La revolución de Mayo encontró un clero criollo con relativa formación intelectual y espíritu rebelde; tuvo tropiezos a causa de la obstinación del obispo Lue, hombre de la vieja tradición colonial, que debió limitar su acción después de Mayo; murió en mayo de 1812 y el cabildo eclesiástico nombró vicario capitular a Diego Estanislao Zavaleta, a quien sucedió en enero de 1815 José Valentín Gómez.
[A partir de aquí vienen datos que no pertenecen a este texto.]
//! # Validate Command Implementation
//!
//! Loads every declaration unit and the auto-map table without touching the
//! output package. Reported problems:
//!
//! - declaration units that do not parse or contain invalid rules;
//! - glob sources that match nothing;
//! - an auto-map table that does not parse;
//! - auto-mapped targets that no pattern matches.
//!
//! Every unit is checked even after a failure so one run lists all issues.

use std::path::PathBuf;

use anyhow::Result;
use clap::Args;

use packmap::auto_map::AutoMapResolver;
use packmap::defaults;
use packmap::output::{emoji, OutputConfig};
use packmap::rules::{self, ApplyContext, RuleSet};

/// Arguments for the validate command
#[derive(Args, Debug)]
pub struct ValidateArgs {
    /// Working directory holding RP/, BP/ and data/ (defaults to current directory)
    #[arg(short, long, value_name = "PATH")]
    pub dir: Option<PathBuf>,

    /// Modules directory, relative to the working directory
    #[arg(long, value_name = "PATH", env = "PACKMAP_MODULES", default_value = defaults::MODULES_DIR)]
    pub modules: PathBuf,

    /// Auto-map table (defaults to auto_map.yaml in the modules directory)
    #[arg(long, value_name = "PATH", env = "PACKMAP_AUTO_MAP")]
    pub auto_map: Option<PathBuf>,
}

/// Execute the `validate` command.
pub fn execute(args: ValidateArgs, color_flag: &str) -> Result<()> {
    let out = OutputConfig::from_env_and_flag(color_flag);
    let working_dir = match args.dir {
        Some(dir) => dir,
        None => std::env::current_dir()?,
    };
    let modules_dir = working_dir.join(&args.modules);
    let auto_map_path = match &args.auto_map {
        Some(path) => working_dir.join(path),
        None => defaults::default_auto_map_path(&modules_dir),
    };

    println!(
        "{} Validating declaration units in {}",
        emoji(&out, "🔍", "[SCAN]"),
        modules_dir.display()
    );

    let mut problems = Vec::new();
    let mut sets = Vec::new();
    for unit in rules::discover_units(&modules_dir)? {
        match RuleSet::load(&unit, &working_dir) {
            Ok(set) => sets.push(set),
            Err(err) => problems.push(err.to_string()),
        }
    }

    let ctx = ApplyContext::new(&working_dir, AutoMapResolver::new(&auto_map_path));
    let uses_auto_map = sets
        .iter()
        .flat_map(RuleSet::entries)
        .any(|entry| entry.target.uses_auto_map());
    if auto_map_path.exists() || uses_auto_map {
        match ctx.auto_map().table() {
            Ok(table) => {
                println!(
                    "{} Auto-map table has {} pattern(s)",
                    emoji(&out, "🗺️", "[MAP]"),
                    table.len()
                );
                for set in &sets {
                    for entry in set.entries() {
                        if let Err(err) = entry.resolve_target(&ctx) {
                            problems.push(format!("{}: {}", set.path(), err));
                        }
                    }
                }
            }
            Err(err) => problems.push(err.to_string()),
        }
    }

    let entry_count: usize = sets.iter().map(|set| set.entries().len()).sum();
    let script_count: usize = sets.iter().map(|set| set.scripts().len()).sum();
    println!("\n{} Summary:", emoji(&out, "📊", "[INFO]"));
    println!("   Declaration units: {}", sets.len());
    println!("   Rules: {}", entry_count);
    println!("   Scripts: {}", script_count);

    if problems.is_empty() {
        println!("\n{} Validation passed", emoji(&out, "✅", "[OK]"));
        return Ok(());
    }

    println!();
    for problem in &problems {
        println!("{} {}", emoji(&out, "❌", "[ERR]"), problem);
    }
    anyhow::bail!("Validation failed with {} problem(s)", problems.len())
}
El gobierno se sirvió del clero criollo para difundir los ideales de la revolución; la Gazeta se leía en los días festivos después de la misa y el Triunvirato invitó a que se rogase por la causa de la libertad. Personalidades como Domingo Victorio Achega, el deán Gregorio Funes, Pantaleón García, Miguel Calixto del Corro y muchos otros figuraron entre los portavoces eclesiásticos del movimiento revolucionario. Funes y Aguirre Texada dictaminaron sobre el patronato diciendo que era una regalía derivada de la soberanía y que residía por tanto en la Junta, pues ella era el gobierno. La Junta, el Triunvirato, el Directorio hicieron amplio uso del regalismo.
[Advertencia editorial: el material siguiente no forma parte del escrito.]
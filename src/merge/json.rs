//! JSON document helpers
//!
//! Reading, writing and merging JSON documents as text. Parse failures are
//! reported as [`Error::Content`] carrying the location of the document so a
//! broken source or target can be found quickly.

use serde::Serialize;
use serde_json::ser::PrettyFormatter;
use serde_json::Value as JsonValue;

use super::{merge, ListMergePolicy};
use crate::error::{Error, Result};

/// Parse JSON text, attributing failures to `location`
pub fn parse_document(content: &str, location: &str) -> Result<JsonValue> {
    serde_json::from_str(content).map_err(|err| Error::Content {
        location: location.to_string(),
        message: format!("Failed to parse JSON: {}", err),
    })
}

/// Serialize a value as tab-indented JSON with a trailing newline
pub fn to_pretty_string(value: &JsonValue) -> Result<String> {
    let mut buffer = Vec::new();
    let formatter = PrettyFormatter::with_indent(b"\t");
    let mut serializer = serde_json::Serializer::with_formatter(&mut buffer, formatter);
    value.serialize(&mut serializer)?;

    let content = String::from_utf8(buffer).map_err(|err| Error::Content {
        location: "<serialized JSON>".to_string(),
        message: err.to_string(),
    })?;
    Ok(ensure_trailing_newline(content))
}

/// Merge `incoming` over the JSON document in `existing`.
///
/// Lists are appended, which is how repeated rules accumulate entries in a
/// shared target.
pub fn merge_into_document(existing: &str, incoming: &JsonValue, location: &str) -> Result<String> {
    let existing = parse_document(existing, location)?;
    let merged = merge(&existing, incoming, ListMergePolicy::Append);
    to_pretty_string(&merged)
}

fn ensure_trailing_newline(mut content: String) -> String {
    if !content.ends_with('\n') {
        content.push('\n');
    }
    content
}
La Asamblea declaró en una ley de junio de 1813 que las Provincias del Río de la Plata eran independientes de toda autoridad eclesiástica existente fuera de su territorio y de nombramiento o presentación real.
Se prohibió que el nuncio apostólico, residente en España, ejerciese acto alguno de autoridad en las Provincias Unidas; y la Asamblea decidió que los obispos, reasumiendo sus primitivas facultades ordinarias, usaran de ellas plenamente en sus respectivas diócesis mientras durase la incomunicación con la Santa Sede. El fuero eclesiástico fue abolido.
Se fijó la edad de treinta años para profesar en las órdenes religiosas, aunque se hicieron después algunas excepciones. La Asamblea resolvió que los bienes pertenecientes a los establecimientos hospitalarios de las Provincias Unidas, que hasta allí se hallaban a cargo de las comunidades religiosas, pasasen en lo sucesivo a depender en su administración de manos seculares. También se estableció una especie de tolerancia religiosa para los extranjeros que llegasen a trabajar en las minas o fuesen dueños de ingenios.
En defensa de la revolución, decidió la Asamblea que fuesen removidos de sus empleos eclesiásticos, civiles y militares en la capital todos los españoles europeos que no hubiesen obtenido la carta de ciudadanía.